集英社オンライン / 2022年12月19日 12時1分

大阪・朝日放送テレビ(ABCテレビ)が、80年代から放送している深夜バラエティレーベル「ナイトinナイト」。松本人志の『探偵!ナイトスクープ』や、千鳥の『相席食堂』など現在、5番組が放送中だ。『M-1グランプリ』の制作局でもあるABCが目指す関西発バラエティの未来とは?

関西芸人が憧れるバラエティ「ナイトinナイト」とは

M-1グランプリ、キングオブコント、THE W……2000年代初頭から始まった、テレビ局が主催(または共催)する「賞レース」への注目度は、2020年代に入ってからますます高まっている。お笑い芸人にとって、王者になること、もしくは決勝へ進出することはひとつのステータスになり、その後の躍進が約束される言っても過言ではない。一方で、YouTubeやTikTokなど、スマホ世代をターゲットにした複数の視聴メディアが台頭したことにより、テレビを通さずとも人気を獲得・維持している芸人が多数存在しているのも事実だ。

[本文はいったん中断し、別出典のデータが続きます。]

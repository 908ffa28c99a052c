use std::fmt;
use std::path::{Path, PathBuf};
use std::sync::atomic::{AtomicU64, Ordering};

use inkedit_core::{DirEntry, EntryKind};
use thiserror::Error;

static NEXT_NODE_ID: AtomicU64 = AtomicU64::new(1);

/// Unique identifier assigned to each explorer node.
/// 檔案總管中每個節點的唯一識別碼。
#[derive(Clone, Copy, Debug, PartialEq, Eq, Hash)]
pub struct ExplorerNodeId(u64);

impl ExplorerNodeId {
    fn next() -> Self {
        Self(NEXT_NODE_ID.fetch_add(1, Ordering::Relaxed))
    }

    pub fn as_u64(&self) -> u64 {
        self.0
    }
}

impl fmt::Display for ExplorerNodeId {
    fn fmt(&self, f: &mut fmt::Formatter<'_>) -> fmt::Result {
        write!(f, "{:016x}", self.0)
    }
}

/// The kind of explorer node.
/// 節點類型。
#[derive(Debug, Clone, Copy, PartialEq, Eq)]
pub enum ExplorerNodeKind {
    Folder,
    File,
}

/// One folder or file in the explorer.
/// 檔案總管中的一個資料夾或檔案。
#[derive(Debug, Clone, PartialEq, Eq)]
pub struct ExplorerNode {
    pub id: ExplorerNodeId,
    pub name: String,
    pub path: PathBuf,
    pub kind: ExplorerNodeKind,
    pub expanded: bool,
    /// `None` until the folder's listing has been loaded.
    pub children: Option<Vec<ExplorerNode>>,
}

impl ExplorerNode {
    fn from_entry(entry: DirEntry) -> Option<Self> {
        let kind = match entry.kind {
            EntryKind::Directory => ExplorerNodeKind::Folder,
            EntryKind::File => ExplorerNodeKind::File,
            EntryKind::Other => return None,
        };
        Some(Self {
            id: ExplorerNodeId::next(),
            name: entry.name,
            path: entry.path,
            kind,
            expanded: false,
            children: None,
        })
    }

    pub fn is_folder(&self) -> bool {
        self.kind == ExplorerNodeKind::Folder
    }

    pub fn is_loaded(&self) -> bool {
        self.children.is_some()
    }
}

/// What the owner of the tree should do after an activation.
/// 節點被啟用後，呼叫端應執行的動作。
#[derive(Debug, Clone, PartialEq, Eq)]
pub enum ExplorerIntent {
    OpenFile(PathBuf),
    /// The folder has never been listed; load it and call `attach_children`.
    LoadChildren { id: ExplorerNodeId, path: PathBuf },
    Expanded(ExplorerNodeId),
    Collapsed(ExplorerNodeId),
}

/// A flattened, render-ready view of one visible node.
/// 供繪製使用的扁平化節點列。
#[derive(Debug, Clone, PartialEq, Eq)]
pub struct ExplorerRow {
    pub id: ExplorerNodeId,
    pub depth: usize,
    pub name: String,
    pub path: PathBuf,
    pub kind: ExplorerNodeKind,
    pub expanded: bool,
    pub selected: bool,
}

/// Tree-manipulation errors.
/// 檔案總管操作錯誤類型。
#[derive(Debug, Error, PartialEq, Eq)]
pub enum ExplorerError {
    #[error("explorer node {0} not found")]
    NodeNotFound(ExplorerNodeId),
    #[error("explorer node {0} is not a folder")]
    NotAFolder(ExplorerNodeId),
}

/// Expand/collapse model of one folder subtree, with lazily loaded children.
/// 資料夾樹的展開/收合模型，子節點延遲載入。
///
/// The tree performs no I/O; listings are supplied by the caller.
#[derive(Debug, Clone, Default)]
pub struct ExplorerTree {
    root: Option<ExplorerNode>,
    selected: Option<ExplorerNodeId>,
}

impl ExplorerTree {
    pub fn new() -> Self {
        Self::default()
    }

    /// Replaces the whole tree with `path` and its listing; the root starts expanded.
    /// 以新的根資料夾取代整棵樹。
    pub fn set_root(
        &mut self,
        path: impl Into<PathBuf>,
        entries: Vec<DirEntry>,
    ) -> ExplorerNodeId {
        let path = path.into();
        let name = path
            .file_name()
            .map(|name| name.to_string_lossy().into_owned())
            .unwrap_or_else(|| path.display().to_string());
        let id = ExplorerNodeId::next();
        self.root = Some(ExplorerNode {
            id,
            name,
            path,
            kind: ExplorerNodeKind::Folder,
            expanded: true,
            children: Some(build_children(entries)),
        });
        self.selected = None;
        id
    }

    pub fn clear(&mut self) {
        self.root = None;
        self.selected = None;
    }

    pub fn root(&self) -> Option<&ExplorerNode> {
        self.root.as_ref()
    }

    pub fn root_path(&self) -> Option<&Path> {
        self.root.as_ref().map(|root| root.path.as_path())
    }

    pub fn find(&self, id: ExplorerNodeId) -> Option<&ExplorerNode> {
        self.root
            .as_ref()
            .and_then(|root| find_node(root, &|node: &ExplorerNode| node.id == id))
    }

    pub fn find_by_path(&self, path: &Path) -> Option<&ExplorerNode> {
        self.root
            .as_ref()
            .and_then(|root| find_node(root, &|node: &ExplorerNode| node.path == path))
    }

    pub fn selected(&self) -> Option<ExplorerNodeId> {
        self.selected
    }

    /// Selects `id` and resolves the click: files open, folders toggle.
    /// 選取節點；檔案會開啟，資料夾會切換展開狀態。
    pub fn activate(&mut self, id: ExplorerNodeId) -> Result<ExplorerIntent, ExplorerError> {
        let node = self.find(id).ok_or(ExplorerError::NodeNotFound(id))?;
        let file_path = (!node.is_folder()).then(|| node.path.clone());
        self.selected = Some(id);
        match file_path {
            Some(path) => Ok(ExplorerIntent::OpenFile(path)),
            None => self.toggle(id),
        }
    }

    /// Expands or collapses a folder. A folder that was never listed reports
    /// `LoadChildren` and stays collapsed until its children are attached.
    /// 展開或收合資料夾；尚未載入的資料夾會要求呼叫端提供子節點。
    pub fn toggle(&mut self, id: ExplorerNodeId) -> Result<ExplorerIntent, ExplorerError> {
        let node = self.folder_mut(id)?;
        if node.expanded {
            node.expanded = false;
            return Ok(ExplorerIntent::Collapsed(id));
        }
        if node.is_loaded() {
            node.expanded = true;
            Ok(ExplorerIntent::Expanded(id))
        } else {
            Ok(ExplorerIntent::LoadChildren {
                id,
                path: node.path.clone(),
            })
        }
    }

    /// Installs a folder's listing and expands it.
    /// 寫入資料夾的子節點並展開。
    pub fn attach_children(
        &mut self,
        id: ExplorerNodeId,
        entries: Vec<DirEntry>,
    ) -> Result<(), ExplorerError> {
        let node = self.folder_mut(id)?;
        node.children = Some(build_children(entries));
        node.expanded = true;
        Ok(())
    }

    pub fn collapse(&mut self, id: ExplorerNodeId) -> Result<(), ExplorerError> {
        self.folder_mut(id)?.expanded = false;
        Ok(())
    }

    /// Expanded folders below the root, parents before children.
    /// 目前展開中的資料夾（不含根節點）。
    pub fn expanded_paths(&self) -> Vec<PathBuf> {
        let mut paths = Vec::new();
        if let Some(children) = self.root.as_ref().and_then(|root| root.children.as_ref()) {
            collect_expanded(children, &mut paths);
        }
        paths
    }

    /// Projects the visible part of the tree into rows, root first at depth 0.
    /// 將可見節點投影為扁平列。
    pub fn visible_rows(&self) -> Vec<ExplorerRow> {
        let mut rows = Vec::new();
        if let Some(root) = &self.root {
            push_rows(root, 0, self.selected, &mut rows);
        }
        rows
    }

    fn folder_mut(&mut self, id: ExplorerNodeId) -> Result<&mut ExplorerNode, ExplorerError> {
        let node = self
            .root
            .as_mut()
            .and_then(|root| find_node_mut(root, id))
            .ok_or(ExplorerError::NodeNotFound(id))?;
        if node.is_folder() {
            Ok(node)
        } else {
            Err(ExplorerError::NotAFolder(id))
        }
    }
}

/// Hidden entries (leading `.`) are left out of the explorer.
pub fn is_hidden(name: &str) -> bool {
    name.starts_with('.')
}

fn build_children(entries: Vec<DirEntry>) -> Vec<ExplorerNode> {
    entries
        .into_iter()
        .filter(|entry| !is_hidden(&entry.name))
        .filter_map(ExplorerNode::from_entry)
        .collect()
}

fn find_node<'a>(
    node: &'a ExplorerNode,
    matches: &dyn Fn(&ExplorerNode) -> bool,
) -> Option<&'a ExplorerNode> {
    if matches(node) {
        return Some(node);
    }
    node.children
        .iter()
        .flatten()
        .find_map(|child| find_node(child, matches))
}

fn find_node_mut(node: &mut ExplorerNode, id: ExplorerNodeId) -> Option<&mut ExplorerNode> {
    if node.id == id {
        return Some(node);
    }
    node.children
        .iter_mut()
        .flatten()
        .find_map(|child| find_node_mut(child, id))
}

fn collect_expanded(nodes: &[ExplorerNode], paths: &mut Vec<PathBuf>) {
    for node in nodes.iter().filter(|node| node.is_folder() && node.expanded) {
        paths.push(node.path.clone());
        if let Some(children) = &node.children {
            collect_expanded(children, paths);
        }
    }
}

fn push_rows(
    node: &ExplorerNode,
    depth: usize,
    selected: Option<ExplorerNodeId>,
    rows: &mut Vec<ExplorerRow>,
) {
    rows.push(ExplorerRow {
        id: node.id,
        depth,
        name: node.name.clone(),
        path: node.path.clone(),
        kind: node.kind,
        expanded: node.expanded,
        selected: selected == Some(node.id),
    });
    if !node.expanded {
        return;
    }
    for child in node.children.iter().flatten() {
        push_rows(child, depth + 1, selected, rows);
    }
}

#[cfg(test)]
mod tests {
    use super::*;

    fn entry(path: &str, kind: EntryKind) -> DirEntry {
        let path = PathBuf::from(path);
        DirEntry {
            name: path.file_name().unwrap().to_string_lossy().into_owned(),
            path,
            kind,
        }
    }

    fn sample_tree() -> ExplorerTree {
        let mut tree = ExplorerTree::new();
        tree.set_root(
            "/w",
            vec![
                entry("/w/.git", EntryKind::Directory),
                entry("/w/src", EntryKind::Directory),
                entry("/w/README.md", EntryKind::File),
                entry("/w/socket", EntryKind::Other),
            ],
        );
        tree
    }

    #[test]
    fn set_root_skips_hidden_and_special_entries() {
        let tree = sample_tree();
        let names: Vec<_> = tree.visible_rows().into_iter().map(|row| row.name).collect();
        assert_eq!(names, ["w", "src", "README.md"]);
        assert_eq!(tree.root_path(), Some(Path::new("/w")));
    }

    #[test]
    fn activating_a_file_yields_open_intent() {
        let mut tree = sample_tree();
        let readme = tree.find_by_path(Path::new("/w/README.md")).unwrap().id;
        assert_eq!(
            tree.activate(readme).unwrap(),
            ExplorerIntent::OpenFile(PathBuf::from("/w/README.md"))
        );
        assert_eq!(tree.selected(), Some(readme));
        assert!(tree.visible_rows().iter().any(|row| row.id == readme && row.selected));
        assert_eq!(tree.toggle(readme), Err(ExplorerError::NotAFolder(readme)));
    }

    #[test]
    fn folders_load_once_then_toggle() {
        let mut tree = sample_tree();
        let src = tree.find_by_path(Path::new("/w/src")).unwrap().id;

        assert_eq!(
            tree.activate(src).unwrap(),
            ExplorerIntent::LoadChildren {
                id: src,
                path: PathBuf::from("/w/src")
            }
        );
        assert!(!tree.find(src).unwrap().expanded);

        tree.attach_children(src, vec![entry("/w/src/main.rs", EntryKind::File)])
            .unwrap();
        let rows = tree.visible_rows();
        assert_eq!(rows.len(), 4);
        assert_eq!(rows[2].name, "main.rs");
        assert_eq!(rows[2].depth, 2);
        assert_eq!(tree.expanded_paths(), vec![PathBuf::from("/w/src")]);

        assert_eq!(tree.toggle(src).unwrap(), ExplorerIntent::Collapsed(src));
        assert_eq!(tree.visible_rows().len(), 3);
        assert_eq!(tree.toggle(src).unwrap(), ExplorerIntent::Expanded(src));
        assert_eq!(tree.visible_rows().len(), 4);
    }

    #[test]
    fn unknown_nodes_are_reported() {
        let mut tree = sample_tree();
        let stale = tree.root().unwrap().id;
        tree.clear();
        assert_eq!(tree.activate(stale), Err(ExplorerError::NodeNotFound(stale)));
        assert!(tree.visible_rows().is_empty());
    }
}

そんな「賞レース」とテレビ以外のメディアにスポットが集まる中で、“テレビ発の、芸人主体のバラエティ番組”というスタイルを守り続け、関西で長年、親しまれている番組枠がある。ABCテレビが夜11時台に制作・放送している「ナイトinナイト」である。

「ナイトinナイト」のロゴ。各番組に共通して使われる

1980年代に、月~木の帯番組として始動した「ナイトinナイト」。やがて各番組が独立して制作されるようになり、『クイズ!紳助くん』(94~11)や、『八方の楽屋ニュース』(86~98)、『ナンバ壱番館』(99~04)などの人気番組を生み出した。ちなみに、1988年にスタートし、現在も放送されている名物バラエティ『探偵!ナイトスクープ』は、開始当初から長らく「ナイトinナイト」枠ではなかったものの、2016年に合流。現在は月~金の5番組が同枠で放送されている。

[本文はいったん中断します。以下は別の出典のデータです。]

//! Path encoding for session records: UTF-8 paths are stored verbatim, anything
//! else as `b64:` followed by the platform bytes.
//! 工作階段紀錄的路徑編碼：UTF-8 路徑原樣保存，其餘以 `b64:` 前綴加 base64 保存。

use std::path::{Path, PathBuf};

use base64::engine::general_purpose::STANDARD as BASE64;
use base64::Engine;

const B64_PREFIX: &str = "b64:";

/// Serde helpers for `Option<PathBuf>`; `None` is written as JSON `null`.
/// `Option<PathBuf>` 的序列化輔助函式。
pub mod option {
    use super::*;
    use serde::{Deserialize, Deserializer, Serializer};

    pub fn serialize<S>(value: &Option<PathBuf>, serializer: S) -> Result<S::Ok, S::Error>
    where
        S: Serializer,
    {
        match value {
            Some(path) => serializer.serialize_some(&encode(path)),
            None => serializer.serialize_none(),
        }
    }

    pub fn deserialize<'de, D>(deserializer: D) -> Result<Option<PathBuf>, D::Error>
    where
        D: Deserializer<'de>,
    {
        Option::<String>::deserialize(deserializer)?
            .map(|text| decode(&text).map_err(serde::de::Error::custom))
            .transpose()
    }
}

/// Serde helpers for `Vec<PathBuf>`.
/// `Vec<PathBuf>` 的序列化輔助函式。
pub mod vec {
    use super::*;
    use serde::ser::SerializeSeq;
    use serde::{Deserialize, Deserializer, Serializer};

    pub fn serialize<S>(paths: &[PathBuf], serializer: S) -> Result<S::Ok, S::Error>
    where
        S: Serializer,
    {
        let mut seq = serializer.serialize_seq(Some(paths.len()))?;
        for path in paths {
            seq.serialize_element(&encode(path))?;
        }
        seq.end()
    }

    pub fn deserialize<'de, D>(deserializer: D) -> Result<Vec<PathBuf>, D::Error>
    where
        D: Deserializer<'de>,
    {
        Vec::<String>::deserialize(deserializer)?
            .iter()
            .map(|text| decode(text).map_err(serde::de::Error::custom))
            .collect()
    }
}

pub(crate) fn encode(path: &Path) -> String {
    match path.to_str() {
        Some(text) => text.to_string(),
        None => format!("{B64_PREFIX}{}", BASE64.encode(path_to_bytes(path))),
    }
}

pub(crate) fn decode(text: &str) -> Result<PathBuf, String> {
    match text.strip_prefix(B64_PREFIX) {
        Some(rest) => {
            let bytes = BASE64
                .decode(rest.as_bytes())
                .map_err(|err| format!("invalid base64 path payload: {err}"))?;
            bytes_to_path(bytes)
        }
        None => Ok(PathBuf::from(text)),
    }
}

#[cfg(unix)]
fn path_to_bytes(path: &Path) -> Vec<u8> {
    use std::os::unix::ffi::OsStrExt;
    path.as_os_str().as_bytes().to_vec()
}

#[cfg(windows)]
fn path_to_bytes(path: &Path) -> Vec<u8> {
    use std::os::windows::ffi::OsStrExt;
    path.as_os_str()
        .encode_wide()
        .flat_map(u16::to_le_bytes)
        .collect()
}

#[cfg(unix)]
fn bytes_to_path(bytes: Vec<u8>) -> Result<PathBuf, String> {
    use std::ffi::OsString;
    use std::os::unix::ffi::OsStringExt;
    Ok(PathBuf::from(OsString::from_vec(bytes)))
}

#[cfg(windows)]
fn bytes_to_path(bytes: Vec<u8>) -> Result<PathBuf, String> {
    use std::ffi::OsString;
    use std::os::windows::ffi::OsStringExt;
    if bytes.len() % 2 != 0 {
        return Err("encoded Windows path has odd byte length".to_string());
    }
    let wide: Vec<u16> = bytes
        .chunks_exact(2)
        .map(|pair| u16::from_le_bytes([pair[0], pair[1]]))
        .collect();
    Ok(PathBuf::from(OsString::from_wide(&wide)))
}
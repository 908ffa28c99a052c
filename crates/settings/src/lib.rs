pub mod paths;
pub mod settings;

pub use paths::AppPaths;
pub use settings::{AppSettings, SettingsError, SettingsStore, Theme, WordWrap};
use std::env;
use std::path::{Path, PathBuf};

const APP_DIR: &str = "inkedit";
const SESSION_FILE: &str = "session.json";
const SETTINGS_FILE: &str = "settings.json";

/// 設定檔所在位置。 / Where InkEdit keeps its session and settings files.
#[derive(Debug, Clone, PartialEq, Eq)]
pub struct AppPaths {
    config_dir: PathBuf,
}

impl AppPaths {
    pub fn new(config_dir: impl Into<PathBuf>) -> Self {
        Self {
            config_dir: config_dir.into(),
        }
    }

    /// Uses `explicit` when given, otherwise the platform config directory
    /// (falling back to the working directory when the platform has none).
    pub fn resolve(explicit: Option<&Path>) -> Self {
        if let Some(dir) = explicit {
            return Self::new(dir);
        }
        let base = dirs::config_dir()
            .or_else(|| env::current_dir().ok())
            .unwrap_or_else(|| PathBuf::from("."));
        Self::new(base.join(APP_DIR))
    }

    pub fn config_dir(&self) -> &Path {
        &self.config_dir
    }

    pub fn session_file(&self) -> PathBuf {
        self.config_dir.join(SESSION_FILE)
    }

    pub fn settings_file(&self) -> PathBuf {
        self.config_dir.join(SETTINGS_FILE)
    }
}

#[cfg(test)]
mod tests {
    use super::*;

    #[test]
    fn explicit_directory_wins() {
        let paths = AppPaths::resolve(Some(Path::new("/tmp/inkedit-test")));
        assert_eq!(paths.session_file(), Path::new("/tmp/inkedit-test/session.json"));
        assert_eq!(paths.settings_file(), Path::new("/tmp/inkedit-test/settings.json"));
    }

    #[test]
    fn default_directory_is_namespaced() {
        let paths = AppPaths::resolve(None);
        assert!(paths.config_dir().ends_with(APP_DIR));
    }
}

【ナイトinナイト番組紹介①】『探偵!ナイトスクープ』(毎週金曜)/「ナイトinナイト」枠というよりも、関西ローカルバラエティの中で怪物的な人気を誇る長寿番組。視聴者の疑問や解決してもらいたい悩みを、探偵たちが調査・解決していく。2019年11月末、西田敏行の勇退に伴い、松本人志(ダウンタウン)が局長を引き継いだ。ちなみにナイトスクープのナイトは騎士を意味する「knight」

現在、放送されている番組は、『なるみ・岡村の過ぎるTV』(月曜日)、『相席食堂』(火曜日)、『やすとものいたって真剣です』(木曜日)、『探偵!ナイトスクープ』(金曜日)に、この11月からスタートしたかまいたちがホストを務める『これ余談なんですけど・・・』(水曜日)を加えた5番組。関西ローカルでありながら、吉本興業が誇る第一線の芸人たちが勢ぞろいしていることからも、力の入れようがうかがえる。

「ナイトinナイト」の5番組はそれぞれライバル

【ナイトinナイト番組紹介②】『なるみ・岡村の過ぎるTV』(毎週月曜)/ナインティナイン・岡村隆史と、なるみが関西の●●過ぎるスポットや人物を紹介していく。岡村がブレイクダンスを披露したり、なるみと一緒に買い物ロケに行ったりと、リラックスした姿が見られる。岡村が一般人との結婚を発表した直後、予定を変更して「祝!岡村隆史結婚スペシャル!」を放送した

TVerやGYAO!での配信が開始され、全国どこからでも番組が視聴できるようになった時代にあって、テレビ発のローカルバラエティだからできることとは何か――。今回は、「ナイトinナイト」枠の番組を制作するプロデューサーに、番組に懸ける想いや、賞レースや放送メディアの細分化による番組や制作体制の「変化」について聞いた。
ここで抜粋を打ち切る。